Atypical hemolytic uremic syndrome (aHUS) and membranoproloiferative glomerulo-nephritis (MPGN) are uncommon diseases. Both these conditions are widely studied and reported to be associated [1,2]. Previously they were considered to be chance association but now there are reports of the role of factor H in the etiopathogenesis of MPGN and aHUS.

An 8-year-old boy was brought with the complaints of decreased urine output, generalized edema and fever since one week. He had no history of similar episodes in the past or history suggestive of chronic kidney disease in the family. There was no history of diarrhea, sore throat, rash or hematuria preceding this illness. Examination revealed anasarca, periorbital puffiness and pallor. Patient did not have rash, joint involvement or purpura. Blood pressure was normal. He had abdominal distension due to ascites. Liver was tender and palpable 4 cm below the subcostal margin with a span of 10 cm. Spleen was not palpable.
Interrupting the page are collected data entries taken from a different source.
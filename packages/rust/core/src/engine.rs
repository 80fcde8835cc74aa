//! The conversation engine: one chat message in, one reply out.
//!
//! Per message:
//! 1. serialize on the session lock
//! 2. handle control commands (`restart`)
//! 3. classify: questions go to the FAQ path and never change state
//! 4. apply the answer to a copy of the registration
//! 5. persist the copy (check-and-set on `version`) before replying
//! 6. on the transition into `DONE`, dispatch e-mail and roster sync as
//!    background tasks

use std::sync::Arc;

use tokio::sync::Mutex;
use tokio::task::JoinSet;
use tracing::{info, instrument, warn};

use teamreg_intake::looks_like_registration_data;
use teamreg_shared::{
    AppConfig, DeliveryAction, DeliveryChannel, DeliveryRecord, Registration, RegistrationState,
    Result, RetryPolicy, TeamRegError,
};

use crate::collaborators::{Notifier, RegistrationStore, RosterSync};
use crate::faq::FaqResponder;
use crate::locks::SessionLocks;
use crate::machine::{self, IntakePolicy, Rejection, Transition};
use crate::reply::{self, ChatReply, Outcome};
use crate::retry::with_retry;

/// Messages that delete the session's registration and start over.
const RESET_COMMANDS: [&str; 3] = ["restart", "reset", "start over"];

/// Engine settings derived from [`AppConfig`].
#[derive(Debug, Clone)]
pub struct EngineSettings {
    pub event_name: String,
    pub contact: String,
    pub intake: IntakePolicy,
    pub retry: RetryPolicy,
}

impl Default for EngineSettings {
    fn default() -> Self {
        Self::from(&AppConfig::default())
    }
}

impl From<&AppConfig> for EngineSettings {
    fn from(config: &AppConfig) -> Self {
        Self {
            event_name: config.event.name.clone(),
            contact: config.event.contact.clone(),
            intake: IntakePolicy::from(config),
            retry: RetryPolicy::from(config),
        }
    }
}

/// Whether `message` is a reset command.
pub fn is_reset_command(message: &str) -> bool {
    let lower = message.trim().to_lowercase();
    RESET_COMMANDS.contains(&lower.as_str())
}

/// Drives registrations through the conversation.
pub struct RegistrationEngine {
    store: Arc<dyn RegistrationStore>,
    notifier: Arc<dyn Notifier>,
    roster: Arc<dyn RosterSync>,
    faq: FaqResponder,
    settings: EngineSettings,
    locks: SessionLocks,
    background: Mutex<JoinSet<()>>,
}

impl RegistrationEngine {
    pub fn new(
        store: Arc<dyn RegistrationStore>,
        notifier: Arc<dyn Notifier>,
        roster: Arc<dyn RosterSync>,
        settings: EngineSettings,
    ) -> Self {
        Self {
            store,
            notifier,
            roster,
            faq: FaqResponder::default(),
            settings,
            locks: SessionLocks::new(),
            background: Mutex::new(JoinSet::new()),
        }
    }

    pub fn with_faq(mut self, faq: FaqResponder) -> Self {
        self.faq = faq;
        self
    }

    pub fn settings(&self) -> &EngineSettings {
        &self.settings
    }

    /// Handle one inbound chat message for `session_id`.
    ///
    /// Rejections, conflicts and exhausted retries are ordinary replies;
    /// `Err` is reserved for bad input (empty session ID) and storage
    /// failures that are not worth retrying.
    #[instrument(skip_all, fields(session_id = %session_id))]
    pub async fn handle_message(&self, session_id: &str, message: &str) -> Result<ChatReply> {
        if session_id.trim().is_empty() {
            return Err(TeamRegError::validation("session ID must not be empty"));
        }
        let _guard = self.locks.acquire(session_id).await;

        if is_reset_command(message) {
            return self.reset_locked(session_id).await;
        }

        let current = match with_retry(&self.settings.retry, "load", || {
            self.store.load(session_id)
        })
        .await
        {
            Ok(found) => found.unwrap_or_else(|| Registration::new(session_id)),
            Err(e) if e.is_transient() => {
                warn!(error = %e, "storage unavailable on load");
                return Ok(self.unavailable(&Registration::new(session_id)));
            }
            Err(e) => return Err(e),
        };

        if !looks_like_registration_data(message) {
            return Ok(self.informational(&current, message));
        }

        if current.is_done() {
            let team = current.team_name.as_deref().unwrap_or("Your team");
            return Ok(ChatReply::new(
                format!(
                    "Team {team} is already registered. Type 'restart' to register a different team."
                ),
                None,
                &current,
                Outcome::AlreadyDone,
            ));
        }

        let mut working = current.clone();
        let transition = match machine::apply(&mut working, message, self.settings.intake) {
            Ok(transition) => transition,
            Err(rejection) => return Ok(self.rejected(&current, rejection)),
        };

        if transition == Transition::Stay {
            // "no" at confirmation
            return Ok(ChatReply::new(
                format!(
                    "No problem. Type 'restart' to enter the details again, or contact {} if only a detail needs fixing.",
                    self.settings.contact
                ),
                Some(vec!["Yes".into(), "restart".into()]),
                &current,
                Outcome::Declined,
            ));
        }

        let saved = match with_retry(&self.settings.retry, "save", || self.store.save(&working))
            .await
        {
            Ok(saved) => saved,
            Err(TeamRegError::Conflict { field, value }) => {
                info!(%field, "value owned by another team");
                return Ok(self.rejected(&current, Rejection::Conflict { field, value }));
            }
            Err(TeamRegError::StaleWrite { .. }) => {
                warn!("lost a concurrent write");
                return Ok(self.rejected(&current, Rejection::StaleWrite));
            }
            Err(e) if e.is_transient() => {
                warn!(error = %e, "storage unavailable on save");
                return Ok(self.unavailable(&current));
            }
            Err(e) => return Err(e),
        };

        info!(
            from = current.state.label(),
            to = saved.state.label(),
            version = saved.version,
            "registration advanced"
        );

        let (text, buttons) = reply::prompt(&saved, &self.settings.event_name);
        if transition == Transition::Completed {
            self.dispatch_completion(&saved).await;
            return Ok(ChatReply::new(text, buttons, &saved, Outcome::Completed));
        }
        Ok(ChatReply::new(text, buttons, &saved, Outcome::Accepted))
    }

    /// Delete the session's registration and return the welcome prompt.
    #[instrument(skip_all, fields(session_id = %session_id))]
    pub async fn reset(&self, session_id: &str) -> Result<ChatReply> {
        let _guard = self.locks.acquire(session_id).await;
        self.reset_locked(session_id).await
    }

    async fn reset_locked(&self, session_id: &str) -> Result<ChatReply> {
        let fresh = Registration::new(session_id);
        let existing = match with_retry(&self.settings.retry, "load", || {
            self.store.load(session_id)
        })
        .await
        {
            Ok(existing) => existing,
            Err(e) if e.is_transient() => return Ok(self.unavailable(&fresh)),
            Err(e) => return Err(e),
        };

        if let Some(existing) = existing {
            match with_retry(&self.settings.retry, "delete", || {
                self.store.delete(session_id)
            })
            .await
            {
                Ok(_) => {}
                Err(e) if e.is_transient() => return Ok(self.unavailable(&existing)),
                Err(e) => return Err(e),
            }
            info!(state = existing.state.label(), "registration reset");
            if existing.is_done() {
                self.dispatch_removal(&existing).await;
            }
        }

        let (text, buttons) = reply::prompt(&fresh, &self.settings.event_name);
        Ok(ChatReply::new(text, buttons, &fresh, Outcome::Reset))
    }

    /// Wait for every dispatched e-mail and roster task to finish.
    pub async fn wait_for_background(&self) {
        let mut tasks = self.background.lock().await;
        while let Some(result) = tasks.join_next().await {
            if let Err(e) = result {
                warn!(error = %e, "background task panicked");
            }
        }
    }

    // -----------------------------------------------------------------------
    // Replies
    // -----------------------------------------------------------------------

    fn rejected(&self, registration: &Registration, rejection: Rejection) -> ChatReply {
        let (question, buttons) = reply::prompt(registration, &self.settings.event_name);
        ChatReply::new(
            format!("{} {question}", rejection.message()),
            buttons,
            registration,
            Outcome::Rejected(rejection),
        )
    }

    fn informational(&self, registration: &Registration, message: &str) -> ChatReply {
        let (question, buttons) = reply::prompt(registration, &self.settings.event_name);
        let text = match self.faq.answer(message) {
            Some(answer) if registration.is_done() => answer.to_string(),
            Some(answer) => format!("{answer}\n\n{question}"),
            None if registration.state == RegistrationState::Welcome => question,
            None if registration.is_done() => format!(
                "Your registration is complete. For anything else please contact {}.",
                self.settings.contact
            ),
            None => format!("I'm here to help you register. {question}"),
        };
        ChatReply::new(text, buttons, registration, Outcome::Informational)
    }

    fn unavailable(&self, registration: &Registration) -> ChatReply {
        ChatReply::new(
            "We couldn't save your answer right now. Please try again in a moment.",
            None,
            registration,
            Outcome::Unavailable,
        )
    }

    // -----------------------------------------------------------------------
    // Background delivery
    // -----------------------------------------------------------------------

    async fn dispatch_completion(&self, registration: &Registration) {
        let mut tasks = self.background.lock().await;
        while tasks.try_join_next().is_some() {}

        let store = self.store.clone();
        let notifier = self.notifier.clone();
        let reg = registration.clone();
        tasks.spawn(async move {
            let outcome = notifier.send_registration_confirmation(&reg).await;
            record_delivery(
                store.as_ref(),
                &reg,
                DeliveryChannel::Email,
                DeliveryAction::Confirmation,
                outcome,
            )
            .await;
        });

        let store = self.store.clone();
        let roster = self.roster.clone();
        let reg = registration.clone();
        tasks.spawn(async move {
            let outcome = roster.append_team_row(&reg).await;
            record_delivery(
                store.as_ref(),
                &reg,
                DeliveryChannel::Roster,
                DeliveryAction::Append,
                outcome,
            )
            .await;
        });
    }

    async fn dispatch_removal(&self, registration: &Registration) {
        let mut tasks = self.background.lock().await;
        while tasks.try_join_next().is_some() {}

        let store = self.store.clone();
        let roster = self.roster.clone();
        let reg = registration.clone();
        tasks.spawn(async move {
            let outcome = roster.remove_team_row(&reg).await;
            record_delivery(
                store.as_ref(),
                &reg,
                DeliveryChannel::Roster,
                DeliveryAction::Remove,
                outcome,
            )
            .await;
        });
    }
}

/// Log a collaborator outcome and append it to the delivery log.
pub(crate) async fn record_delivery(
    store: &dyn RegistrationStore,
    registration: &Registration,
    channel: DeliveryChannel,
    action: DeliveryAction,
    outcome: Result<()>,
) {
    let session_id = registration.session_id.as_str();
    let record = match outcome {
        Ok(()) => DeliveryRecord::delivered(session_id, channel, action),
        Err(e) => {
            warn!(
                session_id,
                channel = channel.as_str(),
                action = action.as_str(),
                error = %e,
                "delivery failed"
            );
            DeliveryRecord::failed(session_id, channel, action, e.to_string())
        }
    };
    if let Err(e) = store.record_delivery(&record).await {
        warn!(session_id, error = %e, "could not record delivery");
    }
}
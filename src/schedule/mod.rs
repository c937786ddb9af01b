//! Time-signal schedule management on top of the per-user crontab.
//!
//! Components:
//! - `path`: platform-keyed crontab spool location
//! - `store`: read-filter-rewrite operations on the crontab file
//! - `owner`: ownership fix-up after privileged writes
//! - `select`: interactive numbered selection of one entry

pub mod owner;
pub mod path;
pub mod select;
pub mod store;

mod error;

pub use error::ScheduleError;
//! Configuration for the speaker command.
//!
//! Loads an optional YAML file from standard locations; a missing or
//! malformed file degrades to built-in defaults.

use serde::Deserialize;
use std::path::{Path, PathBuf};
use tracing::info;

#[derive(Debug, Clone, Deserialize)]
#[serde(default)]
pub struct Config {
    /// Fallback language when --lang is not given.
    pub default_lang: String,
    /// Base URL of the translate TTS endpoint.
    pub tts_endpoint: String,
}

impl Default for Config {
    fn default() -> Self {
        Self {
            default_lang: "ja".into(),
            tts_endpoint: "https://translate.google.com".into(),
        }
    }
}

impl Config {
    /// Load configuration from a YAML file.
    ///
    /// Searches standard locations if no path is provided:
    /// 1. ./speaker.yaml
    /// 2. ~/.config/speaker/config.yaml
    pub fn load(path: Option<&Path>) -> Self {
        let resolved = path.map(PathBuf::from).or_else(|| {
            let candidates = [
                std::env::current_dir().ok().map(|d| d.join("speaker.yaml")),
                dirs::home_dir().map(|h| h.join(".config/speaker/config.yaml")),
            ];
            candidates.into_iter().flatten().find(|p| p.exists())
        });

        let Some(config_path) = resolved else {
            info!("No config file found, using defaults");
            return Self::default();
        };

        match std::fs::read_to_string(&config_path) {
            Ok(contents) => match serde_yml::from_str(&contents) {
                Ok(config) => {
                    info!("Loaded config from {}", config_path.display());
                    config
                }
                Err(e) => {
                    tracing::warn!("Failed to parse {}: {e}, using defaults", config_path.display());
                    Self::default()
                }
            },
            Err(e) => {
                tracing::warn!("Failed to read {}: {e}, using defaults", config_path.display());
                Self::default()
            }
        }
    }
}

#[cfg(test)]
mod tests {
    use super::*;

    #[test]
    fn explicit_file_overrides_defaults() {
        let dir = tempfile::tempdir().unwrap();
        let path = dir.path().join("config.yaml");
        std::fs::write(&path, "default_lang: en\n").unwrap();

        let config = Config::load(Some(&path));
        assert_eq!(config.default_lang, "en");
        assert_eq!(config.tts_endpoint, Config::default().tts_endpoint);
    }

    #[test]
    fn missing_file_falls_back_to_defaults() {
        let dir = tempfile::tempdir().unwrap();
        let config = Config::load(Some(&dir.path().join("nope.yaml")));
        assert_eq!(config.default_lang, "ja");
    }

    #[test]
    fn malformed_file_falls_back_to_defaults() {
        let dir = tempfile::tempdir().unwrap();
        let path = dir.path().join("config.yaml");
        std::fs::write(&path, "default_lang: [oops\n").unwrap();

        let config = Config::load(Some(&path));
        assert_eq!(config.default_lang, "ja");
    }
}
The patient was treated with oral prednisolone at a dose of 2 mg/kg/day and fresh frozen plasma for the first few days followed by alternate day transfusions to which patient responded well. These were then tapered and stopped when the activity of HUS decreased. During the course of prednisolone therapy, blood pressure increased requiring multiple agents. Urine albumin reduced, but 5 months later showed significant albuminuria. Therapy with mycophenolate mofetil resulted in decrease in proteinuria.

Two months later, he was admitted with fever, vomiting, diarrhea and abdominal pain and 4+ proteinuria. He rapidly developed septicemia with hypotension and multiorgan failure, and died after four days of intensive care and ventilator support.

HUS with MPGN has been widely studied and reported in the past [1,3]. The earliest reports just mention it as a chance association or as HUS secondary to MPGN whereas, recent reports implicate the role of factor H which is an important component of the alternate complement pathway in both HUS as well as MPGN [1,2]. Ten percent of HUS patients are due to atypical form which is distinct and different from the typical HUS. The atypical form of HUS has a poor prognosis and terminal renal insufficiency occurs in over 50% with death rates close to 25% [3].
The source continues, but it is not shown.